My greatest opportunities presented themselves at William & Mary.
As a Hispanic Studies major, I had always planned on spending the spring of my junior year in Spain. But when I came across a banner advertising ISA’s program in Florianópolis, Brazil, my fate was sealed. In my mind, there was no way I could not go, and I did everything in my power to make it happen. Florianópolis is known throughout Brazil as the ilha da magia (the island of magic), and with over 40 stunning beaches, expansive mountains, and a quaint little city, it is no wonder! I love it with all my heart.
Floripa, as the locals call it, has a rich, relaxed culture. I’ll admit, at first I resisted this carefree attitude, afraid to give up my “control.” But after a short time, Floripa’s magic worked its way into my soul, and I began to embrace it. Before long, I was wearing tiny bikini’s, celebrating feminine curves, hiking up unknown trails, dyeing my tongue bright purple while indulging in açaí, eating brigadeiros to my heart’s content, and staying out way past my bedtime. And, since school lacked the total language immersion I craved, I dedicated my time to making Brazilian friends, getting to know my family, both blood-related and not, and absorbing as much Portuguese as I could. Brazil ignited a passion in me, a spark that I cannot ignore. I’m sure I’ll be back before long.
Sevilla was another blessing that came my way less than a year after getting back from Floripa. It was a very different experience due to the language, culture, city, and rigorous academics, but I enjoyed every minute of it. Sevilla is enchanting, and the sevillanos warn you that the bright blue night sky will make you fall in love… and it does.

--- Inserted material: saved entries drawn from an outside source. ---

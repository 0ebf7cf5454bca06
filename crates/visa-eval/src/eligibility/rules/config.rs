use std::collections::{BTreeMap, BTreeSet};

use serde::{Deserialize, Serialize};

use super::super::domain::{ApplicationType, VisaType};
use super::super::error::ConfigurationError;
use super::builtin::RuleKind;
use super::definition::{Rule, RuleBuilder, RuleCategory};

/// Relative weight of each category in the overall rule-engine score.
#[derive(Debug, Clone, PartialEq, Serialize, Deserialize)]
#[serde(transparent)]
pub struct CategoryWeights(BTreeMap<RuleCategory, f64>);

impl Default for CategoryWeights {
    fn default() -> Self {
        Self(BTreeMap::from([
            (RuleCategory::Eligibility, 0.35),
            (RuleCategory::Qualification, 0.25),
            (RuleCategory::DocumentCompleteness, 0.20),
            (RuleCategory::RiskAssessment, 0.20),
        ]))
    }
}

impl CategoryWeights {
    pub fn new(weights: BTreeMap<RuleCategory, f64>) -> Result<Self, ConfigurationError> {
        let weights = Self(weights);
        weights.validate()?;
        Ok(weights)
    }

    pub fn validate(&self) -> Result<(), ConfigurationError> {
        if let Some((category, weight)) = self
            .0
            .iter()
            .find(|(_, weight)| !weight.is_finite() || **weight < 0.0)
        {
            return Err(ConfigurationError::InvalidCategoryWeights(format!(
                "{category} weight {weight} must be finite and non-negative"
            )));
        }
        if self.total() <= 0.0 {
            return Err(ConfigurationError::InvalidCategoryWeights(
                "category weights must sum to a positive value".to_string(),
            ));
        }
        Ok(())
    }

    /// Weight for `category`, zero when the table does not list it.
    pub fn weight(&self, category: RuleCategory) -> f64 {
        self.0.get(&category).copied().unwrap_or(0.0)
    }

    pub fn total(&self) -> f64 {
        self.0.values().sum()
    }
}

/// One configured rule: metadata, scope, and the built-in check it runs.
#[derive(Debug, Clone, PartialEq, Serialize, Deserialize)]
#[serde(rename_all = "camelCase")]
pub struct RuleDefinition {
    pub id: String,
    #[serde(default)]
    pub name: Option<String>,
    #[serde(default)]
    pub category: Option<RuleCategory>,
    #[serde(default)]
    pub priority: i32,
    #[serde(default = "default_weight")]
    pub weight: f64,
    #[serde(default = "default_enabled")]
    pub enabled: bool,
    /// Restrict the rule to these visa types. Empty means every visa type.
    #[serde(default)]
    pub visa_types: Vec<VisaType>,
    /// Restrict the rule to these tracks. Empty means every track.
    #[serde(default)]
    pub application_types: Vec<ApplicationType>,
    #[serde(default)]
    pub check: Option<RuleKind>,
}

fn default_weight() -> f64 {
    1.0
}

fn default_enabled() -> bool {
    true
}

impl RuleDefinition {
    pub fn build(&self) -> Result<Rule, ConfigurationError> {
        let check = self
            .check
            .clone()
            .ok_or_else(|| ConfigurationError::IncompleteRule {
                rule_id: self.id.clone(),
                field: "action",
            })?;
        check.validate(&self.id)?;

        let visa_types = self.visa_types.clone();
        let application_types = self.application_types.clone();
        let scope_check = check.clone();
        let action_check = check;
        let rule_id = self.id.clone();

        RuleBuilder::new(self.id.clone())
            .name(self.name.clone().unwrap_or_else(|| self.id.clone()))
            .maybe_category(self.category)
            .priority(self.priority)
            .weight(self.weight)
            .enabled(self.enabled)
            .condition(move |ctx| {
                (visa_types.is_empty() || visa_types.contains(&ctx.visa_type))
                    && (application_types.is_empty()
                        || application_types.contains(&ctx.application_type))
                    && scope_check.applies(ctx)
            })
            .action(move |ctx| action_check.run(&rule_id, ctx))
            .build()
    }
}

/// Versioned rule-set snapshot loaded at startup or swapped in through the admin API.
#[derive(Debug, Clone, PartialEq, Serialize, Deserialize)]
#[serde(rename_all = "camelCase")]
pub struct RuleSetConfig {
    pub version: String,
    #[serde(default)]
    pub category_weights: CategoryWeights,
    pub rules: Vec<RuleDefinition>,
}

impl RuleSetConfig {
    pub fn from_json(name: &str, raw: &str) -> Result<Self, ConfigurationError> {
        let config: RuleSetConfig =
            serde_json::from_str(raw).map_err(|source| ConfigurationError::Parse {
                name: name.to_string(),
                source,
            })?;
        config.category_weights.validate()?;
        Ok(config)
    }

    pub fn build_rules(&self) -> Result<Vec<Rule>, ConfigurationError> {
        if self.version.trim().is_empty() {
            return Err(ConfigurationError::InvalidRuleSet(
                "rule set version must not be empty".to_string(),
            ));
        }
        self.category_weights.validate()?;

        let mut seen = BTreeSet::new();
        let mut rules = Vec::with_capacity(self.rules.len());
        for definition in &self.rules {
            if !seen.insert(definition.id.as_str()) {
                return Err(ConfigurationError::DuplicateRule(definition.id.clone()));
            }
            rules.push(definition.build()?);
        }
        Ok(rules)
    }
}

#[cfg(test)]
mod tests {
    use super::*;

    #[test]
    fn default_weights_sum_to_one() {
        let weights = CategoryWeights::default();
        assert!((weights.total() - 1.0).abs() < 1e-9);
        assert!((weights.weight(RuleCategory::Eligibility) - 0.35).abs() < 1e-9);
    }

    #[test]
    fn zero_weight_table_is_rejected() {
        let weights = BTreeMap::from([(RuleCategory::Eligibility, 0.0)]);
        match CategoryWeights::new(weights) {
            Err(ConfigurationError::InvalidCategoryWeights(_)) => {}
            other => panic!("expected invalid category weights, got {other:?}"),
        }
    }

    #[test]
    fn definition_without_check_is_incomplete() {
        let raw = r#"{
            "version": "test",
            "rules": [{ "id": "orphan", "category": "eligibility" }]
        }"#;
        let config = RuleSetConfig::from_json("rules", raw).expect("parses");
        match config.build_rules() {
            Err(ConfigurationError::IncompleteRule { rule_id, field }) => {
                assert_eq!(rule_id, "orphan");
                assert_eq!(field, "action");
            }
            other => panic!("expected incomplete rule, got {other:?}"),
        }
    }

    #[test]
    fn definition_without_category_is_incomplete() {
        let raw = r#"{
            "version": "test",
            "rules": [{ "id": "uncategorized", "check": { "kind": "criminal_record" } }]
        }"#;
        let config = RuleSetConfig::from_json("rules", raw).expect("parses");
        match config.build_rules() {
            Err(ConfigurationError::IncompleteRule { field, .. }) => assert_eq!(field, "category"),
            other => panic!("expected incomplete rule, got {other:?}"),
        }
    }

    #[test]
    fn duplicate_ids_are_rejected() {
        let raw = r#"{
            "version": "test",
            "rules": [
                { "id": "dup", "category": "riskAssessment", "check": { "kind": "criminal_record" } },
                { "id": "dup", "category": "riskAssessment", "check": { "kind": "immigration_history" } }
            ]
        }"#;
        let config = RuleSetConfig::from_json("rules", raw).expect("parses");
        match config.build_rules() {
            Err(ConfigurationError::DuplicateRule(id)) => assert_eq!(id, "dup"),
            other => panic!("expected duplicate rule, got {other:?}"),
        }
    }
}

I took fantastic trips almost every weekend, mostly around Spain, but also to Portugal and Morocco. I learned so much and saw so many great things, yet always felt happy to return to Sevilla. Before my eyes, this foreign place began to feel like home. My Tribe family and host family, composed of a Spanish mother, her two daughters, and four other American girls, transformed into my real family, my support system. I learned many lessons there, too. For example, running in spandex shorts is considered inappropriate, and it’s not socially acceptable to come home from a night out earlier than 6 am. But all joking aside, Sevilla taught me how to find a good balance in my life, open up to new friends, and gave me the confidence to declare myself fluent in Spanish.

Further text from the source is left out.